Bratcher Holly B, Corton Craig, Jolley Keith A, Parkhill Julian, Maiden Martin C J
Department of Zoology, University of Oxford, Oxford, UK.
BMC Genomics. 2014 Dec 18;15(1):1138. doi: 10.1186/1471-2164-15-1138.
Highly parallel, 'second generation' sequencing technologies have rapidly expanded the number of bacterial whole genome sequences available for study, permitting the emergence of the discipline of population genomics. Most of these data are publically available as unassembled short-read sequence files that require extensive processing before they can be used for analysis. The provision of data in a uniform format, which can be easily assessed for quality, linked to provenance and phenotype and used for analysis, is therefore necessary.
The performance of de novo short-read assembly followed by automatic annotation using the pubMLST.org Neisseria database was assessed and evaluated for 108 diverse, representative, and well-characterised Neisseria meningitidis isolates. High-quality sequences were obtained for >99% of known meningococcal genes among the de novo assembled genomes and four resequenced genomes and less than 1% of reassembled genes had sequence discrepancies or misassembled sequences. A core genome of 1600 loci, present in at least 95% of the population, was determined using the Genome Comparator tool. Genealogical relationships compatible with, but at a higher resolution than, those identified by multilocus sequence typing were obtained with core genome comparisons and ribosomal protein gene analysis which revealed a genomic structure for a number of previously described phenotypes. This unified system for cataloguing Neisseria genetic variation in the genome was implemented and used for multiple analyses and the data are publically available in the PubMLST Neisseria database.

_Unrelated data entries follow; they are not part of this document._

use looplens_script::{Limits, MAX_NESTING};
use serde::{Deserialize, Serialize};

/// How snapshots pick the source line to highlight.
#[derive(Debug, Clone, Copy, PartialEq, Eq, Default, Serialize, Deserialize)]
#[serde(rename_all = "kebab-case")]
pub enum LineMode {
    /// Text search for the call's signature, see [`LineLocator`](crate::LineLocator).
    #[default]
    Heuristic,
    /// The line the parser recorded for the call expression.
    CallSite,
}

#[derive(Debug, Clone, PartialEq, Serialize, Deserialize)]
#[serde(default)]
pub struct GeneratorConfig {
    /// Outer event-loop passes before the simulation stops.
    pub max_iterations: usize,
    /// Deferred callbacks run in a single drain step before the simulation stops.
    pub max_deferred_per_checkpoint: usize,
    /// Record an explicit snapshot when a limit cuts the timeline short.
    pub announce_iteration_limit: bool,
    pub line_mode: LineMode,
    pub max_steps: usize,
    pub max_call_depth: usize,
    /// Deepest syntactic nesting accepted; deeper scripts fail to parse.
    pub max_nesting: usize,
}

impl Default for GeneratorConfig {
    fn default() -> Self {
        let limits = Limits::default();
        Self {
            max_iterations: 50,
            max_deferred_per_checkpoint: 1_000,
            announce_iteration_limit: true,
            line_mode: LineMode::Heuristic,
            max_steps: limits.max_steps,
            max_call_depth: limits.max_call_depth,
            max_nesting: MAX_NESTING,
        }
    }
}

impl GeneratorConfig {
    pub fn limits(&self) -> Limits {
        Limits {
            max_steps: self.max_steps,
            max_call_depth: self.max_call_depth,
        }
    }
}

The de novo assembly, combined with automated gene-by-gene annotation, generates high quality draft genomes in which the majority of protein-encoding genes are present with high accuracy. The approach catalogues diversity efficiently, permits analyses of a single genome or multiple genome comparisons, and is a practical approach to interpreting WGS data for large bacterial population samples. The method generates novel insights into the biology of the meningococcus and improves our understanding of the whole population structure, not just disease causing lineages.
高度并行的“第二代”测序技术迅速增加了可供研究的细菌全基因组序列数量,促使群体基因组学这一学科的出现。这些数据大多以未组装的短读长序列文件形式公开提供,在用于分析之前需要进行大量处理。因此,有必要以统一格式提供数据,这种格式应易于评估质量、与出处和表型相关联并用于分析。
对108株不同、具有代表性且特征明确的脑膜炎奈瑟菌分离株进行了从头短读长组装,随后使用pubMLST.org奈瑟菌数据库进行自动注释,并对其性能进行了评估。在从头组装的基因组和四个重测序基因组中,超过99%的已知脑膜炎球菌基因获得了高质量序列,重新组装的基因中不到1%存在序列差异或组装错误的序列。使用基因组比较工具确定了一个由1600个位点组成的核心基因组,该基因组存在于至少95%的群体中。通过核心基因组比较和核糖体蛋白基因分析获得了与多位点序列分型所确定的亲缘关系相符但分辨率更高的谱系关系,揭示了许多先前描述的表型的基因组结构。实施了这个用于编目奈瑟菌基因组遗传变异的统一系统,并用于多项分析,数据可在PubMLST奈瑟菌数据库中公开获取。
从头组装结合逐个基因的自动注释,生成了高质量的基因组草图,其中大多数蛋白质编码基因都具有较高的准确性。该方法有效地编目了多样性,允许对单个基因组或多个基因组进行比较分析,是解释大型细菌群体样本的全基因组测序数据的实用方法。该方法为脑膜炎球菌的生物学特性提供了新的见解,不仅改善了我们对致病谱系的理解,还提高了我们对整个群体结构的认识。